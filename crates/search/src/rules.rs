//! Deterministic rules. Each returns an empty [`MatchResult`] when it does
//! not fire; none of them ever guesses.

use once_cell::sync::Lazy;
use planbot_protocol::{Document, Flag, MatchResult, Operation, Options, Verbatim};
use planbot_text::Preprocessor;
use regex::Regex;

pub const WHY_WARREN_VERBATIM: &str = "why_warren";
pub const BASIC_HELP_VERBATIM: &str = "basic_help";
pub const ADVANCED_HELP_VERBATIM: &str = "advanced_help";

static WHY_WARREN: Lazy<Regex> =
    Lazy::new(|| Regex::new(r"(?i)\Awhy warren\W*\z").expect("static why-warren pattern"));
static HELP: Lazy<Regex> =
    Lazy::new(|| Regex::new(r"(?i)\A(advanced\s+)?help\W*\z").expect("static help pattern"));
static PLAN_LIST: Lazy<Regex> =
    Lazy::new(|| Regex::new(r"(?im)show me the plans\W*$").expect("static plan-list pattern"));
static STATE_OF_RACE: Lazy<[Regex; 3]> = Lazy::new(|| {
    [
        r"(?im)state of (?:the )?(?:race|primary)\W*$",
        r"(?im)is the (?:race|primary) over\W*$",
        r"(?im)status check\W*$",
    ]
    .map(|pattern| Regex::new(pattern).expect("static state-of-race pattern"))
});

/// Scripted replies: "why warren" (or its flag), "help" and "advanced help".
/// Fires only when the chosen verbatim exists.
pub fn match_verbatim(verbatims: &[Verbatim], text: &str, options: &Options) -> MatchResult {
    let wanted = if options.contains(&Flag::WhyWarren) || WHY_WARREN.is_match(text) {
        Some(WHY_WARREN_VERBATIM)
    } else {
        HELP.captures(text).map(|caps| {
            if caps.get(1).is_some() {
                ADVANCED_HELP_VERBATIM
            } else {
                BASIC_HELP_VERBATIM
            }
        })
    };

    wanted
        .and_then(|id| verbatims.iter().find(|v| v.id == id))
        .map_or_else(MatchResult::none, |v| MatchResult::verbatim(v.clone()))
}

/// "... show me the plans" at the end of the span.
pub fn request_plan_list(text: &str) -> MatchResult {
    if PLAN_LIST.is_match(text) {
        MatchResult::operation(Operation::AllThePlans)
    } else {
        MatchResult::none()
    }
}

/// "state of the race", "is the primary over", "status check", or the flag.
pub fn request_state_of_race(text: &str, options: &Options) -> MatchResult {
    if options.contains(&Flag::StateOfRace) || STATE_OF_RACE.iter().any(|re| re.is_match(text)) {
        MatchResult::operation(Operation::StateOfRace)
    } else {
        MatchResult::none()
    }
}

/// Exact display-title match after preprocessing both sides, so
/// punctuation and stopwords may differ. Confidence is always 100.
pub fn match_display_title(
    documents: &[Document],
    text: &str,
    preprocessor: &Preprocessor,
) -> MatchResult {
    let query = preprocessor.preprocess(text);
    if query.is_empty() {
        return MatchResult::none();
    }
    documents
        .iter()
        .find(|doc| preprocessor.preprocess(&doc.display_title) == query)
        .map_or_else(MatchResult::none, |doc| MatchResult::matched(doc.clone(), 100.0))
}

==============================

Your task is to repeat the data exactly; please include every line.

filename crates/search/src/rules.rs
//! Deterministic rules. Each returns an empty [`MatchResult`] when it does
//! not fire; none of them ever guesses.

use once_cell::sync::Lazy;
use planbot_protocol::{Document, Flag, MatchResult, Operation, Options, Verbatim};
use planbot_text::Preprocessor;
use regex::Regex;

pub const WHY_WARREN_VERBATIM: &str = "why_warren";
pub const BASIC_HELP_VERBATIM: &str = "basic_help";
pub const ADVANCED_HELP_VERBATIM: &str = "advanced_help";

static WHY_WARREN: Lazy<Regex> =
    Lazy::new(|| Regex::new(r"(?i)\Awhy warren\W*\z").expect("static why-warren pattern"));
static HELP: Lazy<Regex> =
    Lazy::new(|| Regex::new(r"(?i)\A(advanced\s+)?help\W*\z").expect("static help pattern"));
static PLAN_LIST: Lazy<Regex> =
    Lazy::new(|| Regex::new(r"(?im)show me the plans\W*$").expect("static plan-list pattern"));
static STATE_OF_RACE: Lazy<[Regex; 3]> = Lazy::new(|| {
    [
        r"(?im)state of (?:the )?(?:race|primary)\W*$",
        r"(?im)is the (?:race|primary) over\W*$",
        r"(?im)status check\W*$",
    ]
    .map(|pattern| Regex::new(pattern).expect("static state-of-race pattern"))
});

/// Scripted replies: "why warren" (or its flag), "help" and "advanced help".
/// Fires only when the chosen verbatim exists.
pub fn match_verbatim(verbatims: &[Verbatim], text: &str, options: &Options) -> MatchResult {
    let wanted = if options.contains(&Flag::WhyWarren) || WHY_WARREN.is_match(text) {
        Some(WHY_WARREN_VERBATIM)
    } else {
        HELP.captures(text).map(|caps| {
            if caps.get(1).is_some() {
                ADVANCED_HELP_VERBATIM
            } else {
                BASIC_HELP_VERBATIM
            }
        })
    };

    wanted
        .and_then(|id| verbatims.iter().find(|v| v.id == id))
        .map_or_else(MatchResult::none, |v| MatchResult::verbatim(v.clone()))
}

/// "... show me the plans" at the end of the span.
pub fn request_plan_list(text: &str) -> MatchResult {
    if PLAN_LIST.is_match(text) {
        MatchResult::operation(Operation::AllThePlans)
    } else {
        MatchResult::none()
    }
}

/// "state of the race", "is the primary over", "status check", or the flag.
pub fn request_state_of_race(text: &str, options: &Options) -> MatchResult {
    if options.contains(&Flag::StateOfRace) || STATE_OF_RACE.iter().any(|re| re.is_match(text)) {
        MatchResult::operation(Operation::StateOfRace)
    } else {
        MatchResult::none()
    }
}

/// Exact display-title match after preprocessing both sides, so
/// punctuation and stopwords may differ. Confidence is always 100.
pub fn match_display_title(
    documents: &[Document],
    text: &str,
    preprocessor: &Preprocessor,
) -> MatchResult {
    let query = preprocessor.preprocess(text);
    if query.is_empty() {
        return MatchResult::none();
    }
    documents
        .iter()
        .find(|doc| preprocessor.preprocess(&doc.display_title) == query)
        .map_or_else(MatchResult::none, |doc| MatchResult::matched(doc.clone(), 100.0))
}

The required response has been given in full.